Village Roadshow Group launched an announcement this morning following information of chapter at Village Roadshow Leisure Group. VREG is a wholly separate operation from Village Roadshow Group, which was fashioned in 1954 and contains Village Roadshow Theme Parks, Roadshow Distributors, Roadshow Productions, Village Roadshow Studios, and Village Cinemas.
“Village Roadshow Group is just not impacted by VREG’s monetary points. Additional, Village Roadshow Group’s almost 50-year relationship with Warner Bros stays as robust as ever and isn’t impacted,” the corporate mentioned of their assertion.
The assertion provides that Village Roadshow Group has had no strategic, operational management, administration oversight, or monetary stake in VREG and holds 3% of the corporate. Village Roadshow Group says it was knowledgeable of VREG’s chapter submitting within the press.

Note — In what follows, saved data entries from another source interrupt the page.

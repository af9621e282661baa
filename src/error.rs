//! Error handler for user-service.

use axum::extract::rejection::JsonRejection;
use axum::http::{StatusCode, header};
use axum::response::{IntoResponse, Response};
use serde::Serialize;
use thiserror::Error;
use validator::ValidationErrors;

use crate::user::Role;

pub type Result<T> = std::result::Result<T, ServerError>;

/// Message returned whenever the identity authority cannot be reached.
pub const UNAVAILABLE_MESSAGE: &str =
    "Sorry! Service is unavailable. Please try again later.";

/// Caller-meaningful error categories.
///
/// Raw transport, parse and storage failures are never exposed: they are
/// downgraded into one of these variants before leaving the core.
#[derive(Clone, Debug, PartialEq, Eq, Error)]
pub enum ClassifiedError {
    #[error("user not found with {by}: {key}")]
    NotFound { by: &'static str, key: String },

    #[error("{0}")]
    Conflict(Conflict),

    #[error("{message}")]
    InvalidArgument { message: String },

    /// The only retryable category. Retrying is the caller's job.
    #[error("Sorry! Service is unavailable. Please try again later.")]
    Unavailable,
}

impl ClassifiedError {
    /// No user bound to this email.
    pub fn not_found(key: impl Into<String>) -> Self {
        Self::not_found_by("email", key)
    }

    pub fn not_found_by(by: &'static str, key: impl Into<String>) -> Self {
        Self::NotFound {
            by,
            key: key.into(),
        }
    }

    pub fn invalid_argument(message: impl Into<String>) -> Self {
        Self::InvalidArgument {
            message: message.into(),
        }
    }

    /// Rejected role text.
    pub fn invalid_role() -> Self {
        Self::invalid_argument(format!(
            "Invalid role provided. Allowed roles are {}",
            Role::allowed()
        ))
    }

    /// Label used on metrics and logs.
    pub fn kind(&self) -> &'static str {
        match self {
            Self::NotFound { .. } => "not_found",
            Self::Conflict(_) => "conflict",
            Self::InvalidArgument { .. } => "invalid_argument",
            Self::Unavailable => "unavailable",
        }
    }

    /// Status code a transport is expected to map this error to.
    pub fn status(&self) -> StatusCode {
        match self {
            Self::NotFound { .. } => StatusCode::NOT_FOUND,
            Self::Conflict(_) => StatusCode::CONFLICT,
            Self::InvalidArgument { .. } => StatusCode::BAD_REQUEST,
            Self::Unavailable => StatusCode::SERVICE_UNAVAILABLE,
        }
    }
}

/// Uniqueness violation on email and/or phone.
#[derive(Clone, Debug, Default, PartialEq, Eq)]
pub struct Conflict {
    pub email: Option<String>,
    pub phone: Option<String>,
}

impl Conflict {
    pub fn email(email: impl Into<String>) -> Self {
        Self {
            email: Some(email.into()),
            phone: None,
        }
    }

    pub fn phone(phone: impl Into<String>) -> Self {
        Self {
            email: None,
            phone: Some(phone.into()),
        }
    }
}

impl std::fmt::Display for Conflict {
    fn fmt(&self, f: &mut std::fmt::Formatter<'_>) -> std::fmt::Result {
        match (&self.email, &self.phone) {
            (Some(email), Some(phone)) => write!(
                f,
                "User with Email: {email} and Phone: {phone} already exist."
            ),
            (Some(email), None) => {
                write!(f, "User with Email: {email} already exists.")
            },
            (None, Some(phone)) => {
                write!(f, "User with Phone: {phone} already exists.")
            },
            (None, None) => write!(f, "User already exists."),
        }
    }
}

impl From<Conflict> for ClassifiedError {
    fn from(conflict: Conflict) -> Self {
        Self::Conflict(conflict)
    }
}

/// Enum representing server-side errors.
#[derive(Debug, Error)]
pub enum ServerError {
    #[error(transparent)]
    Classified(#[from] ClassifiedError),

    #[error("validation error occurred")]
    Validation(#[from] ValidationErrors),

    #[error(transparent)]
    Axum(#[from] JsonRejection),

    #[error("invalid 'Authorization' header")]
    Unauthorized,
}

/// Structure for detailed error responses.
#[derive(Debug, Serialize)]
pub struct ResponseError {
    r#type: Option<String>,
    title: String,
    status: u16,
    detail: String,
    instance: Option<String>,
    errors: Option<Vec<FieldError>>,
}

impl ResponseError {
    /// Update error status code.
    pub fn status(mut self, code: StatusCode) -> Self {
        self.status = code.as_u16();
        self
    }

    /// Update `title` field.
    pub fn title(mut self, title: &str) -> Self {
        self.title = title.into();
        self
    }

    /// Add detailed error.
    pub fn details(mut self, description: &str) -> Self {
        self.detail = description.into();
        self
    }

    /// Automatically add errors field.
    pub fn errors(mut self, errors: &ValidationErrors) -> Self {
        self.errors = Some(parse_validation_errors(errors));
        self
    }

    /// Transform [`ResponseError`] into axum [`Response`].
    pub fn into_response(
        self,
    ) -> std::result::Result<Response, axum::http::Error> {
        if let Ok(body) = serde_json::to_string(&self) {
            Response::builder()
                .status(self.status)
                .header(header::CONTENT_TYPE, "application/json")
                .body(body.into())
        } else {
            Ok(internal_server_error())
        }
    }
}

impl Default for ResponseError {
    fn default() -> Self {
        Self {
            r#type: None,
            title: "Internal server error.".to_owned(),
            status: StatusCode::INTERNAL_SERVER_ERROR.as_u16(),
            detail: String::default(),
            instance: None,
            errors: None,
        }
    }
}

#[derive(Debug, Serialize)]
struct FieldError {
    field: String,
    message: String,
}

fn parse_validation_errors(errors: &ValidationErrors) -> Vec<FieldError> {
    errors
        .field_errors()
        .iter()
        .flat_map(|(field, issues)| {
            issues.iter().map(move |issue| FieldError {
                field: field.to_string(),
                message: issue
                    .message
                    .as_ref()
                    .map(|m| m.to_string())
                    .unwrap_or_else(|| issue.code.to_string()),
            })
        })
        .collect()
}

impl IntoResponse for ServerError {
    fn into_response(self) -> Response {
        let response = ResponseError::default()
            .title("There were validation errors with your request.")
            .details(&self.to_string())
            .status(StatusCode::BAD_REQUEST);

        let response = match &self {
            ServerError::Classified(err) => {
                let title = match err {
                    ClassifiedError::NotFound { .. } => "User not found.",
                    ClassifiedError::Conflict(_) => "User already exists.",
                    ClassifiedError::InvalidArgument { .. } => {
                        "Invalid argument."
                    },
                    ClassifiedError::Unavailable => "Service unavailable.",
                };

                response.title(title).status(err.status())
            },

            ServerError::Validation(validation_errors) => {
                response.errors(validation_errors)
            },

            ServerError::Unauthorized => response
                .title("Missing or invalid 'Authorization' header.")
                .status(StatusCode::UNAUTHORIZED),

            ServerError::Axum(_) => response,
        };

        response
            .into_response()
            .unwrap_or_else(|_| internal_server_error())
    }
}

fn internal_server_error() -> Response {
    let mut response = Response::new(
        serde_json::json!({
            "type": null,
            "title": "Internal server error.",
            "status": StatusCode::INTERNAL_SERVER_ERROR.as_u16(),
            "detail": null,
            "instance": null,
            "errors": null,
        })
        .to_string()
        .into(),
    );
    *response.status_mut() = StatusCode::INTERNAL_SERVER_ERROR;
    response.headers_mut().insert(
        header::CONTENT_TYPE,
        header::HeaderValue::from_static("application/json"),
    );
    response
}
//! In-memory storage, used when no database is configured.

use std::collections::BTreeMap;

use async_trait::async_trait;
use tokio::sync::RwLock;

use crate::user::{
    Role, StorageError, StorageResult, UniqueField, UserRecord, UserRepository,
};

/// [`UserRepository`] backed by a map guarded by a lock.
#[derive(Debug, Default)]
pub struct MemoryUserRepository {
    users: RwLock<BTreeMap<i64, UserRecord>>,
}

impl MemoryUserRepository {
    /// Create an empty [`MemoryUserRepository`].
    pub fn new() -> Self {
        Self::default()
    }

    /// Create a repository holding `users`. IDs are kept as given.
    pub fn with_users(users: impl IntoIterator<Item = UserRecord>) -> Self {
        Self {
            users: RwLock::new(users.into_iter().map(|u| (u.id, u)).collect()),
        }
    }
}

#[async_trait]
impl UserRepository for MemoryUserRepository {
    async fn find_by_key(&self, key: &str) -> StorageResult<Option<UserRecord>> {
        let users = self.users.read().await;
        Ok(users.values().find(|u| u.email == key).cloned())
    }

    async fn find_by_id(&self, id: i64) -> StorageResult<Option<UserRecord>> {
        Ok(self.users.read().await.get(&id).cloned())
    }

    async fn find_by_full_name_and_role(
        &self,
        full_name: &str,
        role: Role,
    ) -> StorageResult<Option<UserRecord>> {
        let users = self.users.read().await;
        Ok(users
            .values()
            .find(|u| u.full_name == full_name && u.role == role)
            .cloned())
    }

    async fn find_all(&self) -> StorageResult<Vec<UserRecord>> {
        Ok(self.users.read().await.values().cloned().collect())
    }

    async fn exists_by_email(&self, email: &str) -> StorageResult<bool> {
        Ok(self.users.read().await.values().any(|u| u.email == email))
    }

    async fn exists_by_phone(&self, phone: &str) -> StorageResult<bool> {
        Ok(self.users.read().await.values().any(|u| u.phone == phone))
    }

    async fn save(&self, mut user: UserRecord) -> StorageResult<UserRecord> {
        let mut users = self.users.write().await;

        for other in users.values().filter(|u| u.id != user.id) {
            let field = if other.email == user.email {
                Some(UniqueField::Email)
            } else if other.phone == user.phone {
                Some(UniqueField::Phone)
            } else {
                None
            };

            if field.is_some() {
                return Err(StorageError::ConstraintViolation { field });
            }
        }

        if user.id == 0 {
            user.id = users.keys().next_back().copied().unwrap_or(0) + 1;
        }

        users.insert(user.id, user.clone());
        Ok(user)
    }
}
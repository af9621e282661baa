//! Register a user.

use axum::Json;
use axum::extract::State;
use axum::http::StatusCode;
use serde::{Deserialize, Serialize};

use crate::AppState;
use crate::error::ServerError;
use crate::router::{Valid, validate_phone};
use crate::user::{NewUser, UserView};

#[derive(Debug, validator::Validate, Serialize, Deserialize)]
#[serde(rename_all = "camelCase")]
pub struct Body {
    #[validate(length(
        min = 2,
        max = 100,
        message = "Full name must be 2 to 100 characters long."
    ))]
    full_name: String,
    #[validate(email(message = "Email must be formated."))]
    email: String,
    #[validate(custom(function = "validate_phone"))]
    phone: String,
    #[validate(length(min = 8, message = "Password must contain at least 8 characters."))]
    password: String,
    role: String,
}

pub async fn handler(
    State(state): State<AppState>,
    Valid(body): Valid<Body>,
) -> Result<(StatusCode, Json<UserView>), ServerError> {
    let user = state
        .users
        .create_user(NewUser {
            full_name: body.full_name,
            email: body.email,
            phone: body.phone,
            password: body.password,
            role: body.role,
        })
        .await?;

    Ok((StatusCode::CREATED, Json(user)))
}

“As former homeowners of VREG, we’re extraordinarily disenchanted to learn within the press that VREG has filed for Chapter 11 Chapter within the USA and I’ve instantly despatched discover to terminate VREG’s use of the Village Roadshow title,” Clark Kirby, CEO Village Roadshow Group, mentioned in a separate assertion.
Village Roadshow Group mentioned all it’s “companies proceed to be market leaders of their sectors and extremely worthwhile.”
Village Roadshow has produced and launched over 100 movies since its launch in 1997 together with The Nice Gatsby, the Ocean’s collection, Sully, The Lego Film, and Max Max: Fury Highway.
Steve Mosko, who served as CEO of Village Roadshow since 2018, stepped down in January. In late 2024, it got here to mild that Village Roadshow had been late on funds to writers engaged on their movie and TV tasks, and the WGA West issued a stop-work order. The chapter submitting famous that “vital legal responsibility has hooked up because of unpaid contracts, comparable to these with writers and consultants.”